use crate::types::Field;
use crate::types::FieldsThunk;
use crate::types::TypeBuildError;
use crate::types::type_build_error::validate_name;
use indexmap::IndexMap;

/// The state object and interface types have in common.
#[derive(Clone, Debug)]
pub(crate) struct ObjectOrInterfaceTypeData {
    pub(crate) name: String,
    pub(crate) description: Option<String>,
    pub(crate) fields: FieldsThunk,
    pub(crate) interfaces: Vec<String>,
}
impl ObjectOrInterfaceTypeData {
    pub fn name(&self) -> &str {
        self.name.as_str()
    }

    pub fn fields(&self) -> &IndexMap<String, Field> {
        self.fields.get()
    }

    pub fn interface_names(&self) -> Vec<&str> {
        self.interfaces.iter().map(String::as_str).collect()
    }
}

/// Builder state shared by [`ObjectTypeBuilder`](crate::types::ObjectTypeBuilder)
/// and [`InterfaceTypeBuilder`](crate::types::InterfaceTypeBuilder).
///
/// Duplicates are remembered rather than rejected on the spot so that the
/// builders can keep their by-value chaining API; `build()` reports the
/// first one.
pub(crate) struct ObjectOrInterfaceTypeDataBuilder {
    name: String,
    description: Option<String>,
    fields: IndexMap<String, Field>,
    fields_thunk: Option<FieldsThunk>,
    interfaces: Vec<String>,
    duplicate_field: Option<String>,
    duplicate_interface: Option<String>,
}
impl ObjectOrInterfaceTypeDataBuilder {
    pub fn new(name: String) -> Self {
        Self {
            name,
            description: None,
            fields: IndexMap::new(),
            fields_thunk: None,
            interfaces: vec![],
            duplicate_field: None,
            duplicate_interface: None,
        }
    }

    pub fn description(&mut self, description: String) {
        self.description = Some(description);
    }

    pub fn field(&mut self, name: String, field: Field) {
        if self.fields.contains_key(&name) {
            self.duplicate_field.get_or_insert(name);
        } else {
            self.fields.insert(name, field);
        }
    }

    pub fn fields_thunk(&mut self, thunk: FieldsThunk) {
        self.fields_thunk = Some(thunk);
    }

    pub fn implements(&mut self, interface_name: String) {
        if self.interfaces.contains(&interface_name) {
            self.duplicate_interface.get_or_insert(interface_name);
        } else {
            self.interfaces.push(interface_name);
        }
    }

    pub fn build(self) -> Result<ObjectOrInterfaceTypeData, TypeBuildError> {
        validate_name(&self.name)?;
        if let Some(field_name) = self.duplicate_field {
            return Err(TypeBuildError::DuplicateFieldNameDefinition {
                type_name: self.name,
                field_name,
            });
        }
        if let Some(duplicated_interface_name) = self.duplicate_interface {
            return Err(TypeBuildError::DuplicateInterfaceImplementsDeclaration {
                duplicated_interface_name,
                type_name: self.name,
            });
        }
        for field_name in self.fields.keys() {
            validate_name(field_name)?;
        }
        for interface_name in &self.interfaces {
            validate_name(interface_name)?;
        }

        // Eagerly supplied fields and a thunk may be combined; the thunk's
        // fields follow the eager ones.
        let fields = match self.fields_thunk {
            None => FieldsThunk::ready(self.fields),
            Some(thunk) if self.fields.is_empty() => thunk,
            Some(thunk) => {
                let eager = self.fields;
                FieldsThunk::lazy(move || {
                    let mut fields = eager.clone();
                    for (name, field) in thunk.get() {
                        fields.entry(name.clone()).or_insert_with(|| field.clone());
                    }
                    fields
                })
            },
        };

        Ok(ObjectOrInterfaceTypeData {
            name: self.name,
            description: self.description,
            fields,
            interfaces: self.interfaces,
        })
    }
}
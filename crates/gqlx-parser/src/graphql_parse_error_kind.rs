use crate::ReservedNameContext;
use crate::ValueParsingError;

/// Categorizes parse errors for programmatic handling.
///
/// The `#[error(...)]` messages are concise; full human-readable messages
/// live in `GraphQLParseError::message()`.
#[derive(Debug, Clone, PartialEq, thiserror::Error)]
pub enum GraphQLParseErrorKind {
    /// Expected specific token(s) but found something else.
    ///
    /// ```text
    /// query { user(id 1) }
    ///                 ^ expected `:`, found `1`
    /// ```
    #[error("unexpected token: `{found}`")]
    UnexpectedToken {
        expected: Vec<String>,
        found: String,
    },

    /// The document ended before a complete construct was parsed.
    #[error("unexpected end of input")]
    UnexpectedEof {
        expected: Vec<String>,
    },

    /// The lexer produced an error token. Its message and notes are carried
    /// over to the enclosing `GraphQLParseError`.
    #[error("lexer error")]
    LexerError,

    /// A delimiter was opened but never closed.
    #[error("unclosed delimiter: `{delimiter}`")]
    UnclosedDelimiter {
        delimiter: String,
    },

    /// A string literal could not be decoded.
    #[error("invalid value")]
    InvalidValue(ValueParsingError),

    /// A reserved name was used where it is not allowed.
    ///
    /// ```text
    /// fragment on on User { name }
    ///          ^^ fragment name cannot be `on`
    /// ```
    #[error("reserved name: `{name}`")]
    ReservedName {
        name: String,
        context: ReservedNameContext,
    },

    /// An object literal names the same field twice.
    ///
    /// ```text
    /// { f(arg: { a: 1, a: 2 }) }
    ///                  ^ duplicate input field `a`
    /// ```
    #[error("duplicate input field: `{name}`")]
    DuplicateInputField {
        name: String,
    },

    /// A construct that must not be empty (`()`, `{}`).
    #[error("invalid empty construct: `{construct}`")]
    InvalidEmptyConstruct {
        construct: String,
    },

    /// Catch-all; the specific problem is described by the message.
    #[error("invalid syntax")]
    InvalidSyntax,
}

## TASK GOAL
Give each line of the records above again, unchanged.

## EXERCISE RESPONSE
use crate::types::Field;
use crate::types::FieldsThunk;
use crate::types::TypeBuildError;
use crate::types::type_build_error::validate_name;
use indexmap::IndexMap;

/// The state object and interface types have in common.
#[derive(Clone, Debug)]
pub(crate) struct ObjectOrInterfaceTypeData {
    pub(crate) name: String,
    pub(crate) description: Option<String>,
    pub(crate) fields: FieldsThunk,
    pub(crate) interfaces: Vec<String>,
}
impl ObjectOrInterfaceTypeData {
    pub fn name(&self) -> &str {
        self.name.as_str()
    }

    pub fn fields(&self) -> &IndexMap<String, Field> {
        self.fields.get()
    }

    pub fn interface_names(&self) -> Vec<&str> {
        self.interfaces.iter().map(String::as_str).collect()
    }
}

/// Builder state shared by [`ObjectTypeBuilder`](crate::types::ObjectTypeBuilder)
/// and [`InterfaceTypeBuilder`](crate::types::InterfaceTypeBuilder).
///
/// Duplicates are remembered rather than rejected on the spot so that the
/// builders can keep their by-value chaining API; `build()` reports the
/// first one.
pub(crate) struct ObjectOrInterfaceTypeDataBuilder {
    name: String,
    description: Option<String>,
    fields: IndexMap<String, Field>,
    fields_thunk: Option<FieldsThunk>,
    interfaces: Vec<String>,
    duplicate_field: Option<String>,
    duplicate_interface: Option<String>,
}
impl ObjectOrInterfaceTypeDataBuilder {
    pub fn new(name: String) -> Self {
        Self {
            name,
            description: None,
            fields: IndexMap::new(),
            fields_thunk: None,
            interfaces: vec![],
            duplicate_field: None,
            duplicate_interface: None,
        }
    }

    pub fn description(&mut self, description: String) {
        self.description = Some(description);
    }

    pub fn field(&mut self, name: String, field: Field) {
        if self.fields.contains_key(&name) {
            self.duplicate_field.get_or_insert(name);
        } else {
            self.fields.insert(name, field);
        }
    }

    pub fn fields_thunk(&mut self, thunk: FieldsThunk) {
        self.fields_thunk = Some(thunk);
    }

    pub fn implements(&mut self, interface_name: String) {
        if self.interfaces.contains(&interface_name) {
            self.duplicate_interface.get_or_insert(interface_name);
        } else {
            self.interfaces.push(interface_name);
        }
    }

    pub fn build(self) -> Result<ObjectOrInterfaceTypeData, TypeBuildError> {
        validate_name(&self.name)?;
        if let Some(field_name) = self.duplicate_field {
            return Err(TypeBuildError::DuplicateFieldNameDefinition {
                type_name: self.name,
                field_name,
            });
        }
        if let Some(duplicated_interface_name) = self.duplicate_interface {
            return Err(TypeBuildError::DuplicateInterfaceImplementsDeclaration {
                duplicated_interface_name,
                type_name: self.name,
            });
        }
        for field_name in self.fields.keys() {
            validate_name(field_name)?;
        }
        for interface_name in &self.interfaces {
            validate_name(interface_name)?;
        }

        // Eagerly supplied fields and a thunk may be combined; the thunk's
        // fields follow the eager ones.
        let fields = match self.fields_thunk {
            None => FieldsThunk::ready(self.fields),
            Some(thunk) if self.fields.is_empty() => thunk,
            Some(thunk) => {
                let eager = self.fields;
                FieldsThunk::lazy(move || {
                    let mut fields = eager.clone();
                    for (name, field) in thunk.get() {
                        fields.entry(name.clone()).or_insert_with(|| field.clone());
                    }
                    fields
                })
            },
        };

        Ok(ObjectOrInterfaceTypeData {
            name: self.name,
            description: self.description,
            fields,
            interfaces: self.interfaces,
        })
    }
}
filename crates/gqlx-parser/src/graphql_parse_error_kind.rs
use crate::ReservedNameContext;
use crate::ValueParsingError;

/// Categorizes parse errors for programmatic handling.
///
/// The `#[error(...)]` messages are concise; full human-readable messages
/// live in `GraphQLParseError::message()`.
#[derive(Debug, Clone, PartialEq, thiserror::Error)]
pub enum GraphQLParseErrorKind {
    /// Expected specific token(s) but found something else.
    ///
    /// ```text
    /// query { user(id 1) }
    ///                 ^ expected `:`, found `1`
    /// ```
    #[error("unexpected token: `{found}`")]
    UnexpectedToken {
        expected: Vec<String>,
        found: String,
    },

    /// The document ended before a complete construct was parsed.
    #[error("unexpected end of input")]
    UnexpectedEof {
        expected: Vec<String>,
    },

    /// The lexer produced an error token. Its message and notes are carried
    /// over to the enclosing `GraphQLParseError`.
    #[error("lexer error")]
    LexerError,

    /// A delimiter was opened but never closed.
    #[error("unclosed delimiter: `{delimiter}`")]
    UnclosedDelimiter {
        delimiter: String,
    },

    /// A string literal could not be decoded.
    #[error("invalid value")]
    InvalidValue(ValueParsingError),

    /// A reserved name was used where it is not allowed.
    ///
    /// ```text
    /// fragment on on User { name }
    ///          ^^ fragment name cannot be `on`
    /// ```
    #[error("reserved name: `{name}`")]
    ReservedName {
        name: String,
        context: ReservedNameContext,
    },

    /// An object literal names the same field twice.
    ///
    /// ```text
    /// { f(arg: { a: 1, a: 2 }) }
    ///                  ^ duplicate input field `a`
    /// ```
    #[error("duplicate input field: `{name}`")]
    DuplicateInputField {
        name: String,
    },

    /// A construct that must not be empty (`()`, `{}`).
    #[error("invalid empty construct: `{construct}`")]
    InvalidEmptyConstruct {
        construct: String,
    },

    /// Catch-all; the specific problem is described by the message.
    #[error("invalid syntax")]
    InvalidSyntax,
}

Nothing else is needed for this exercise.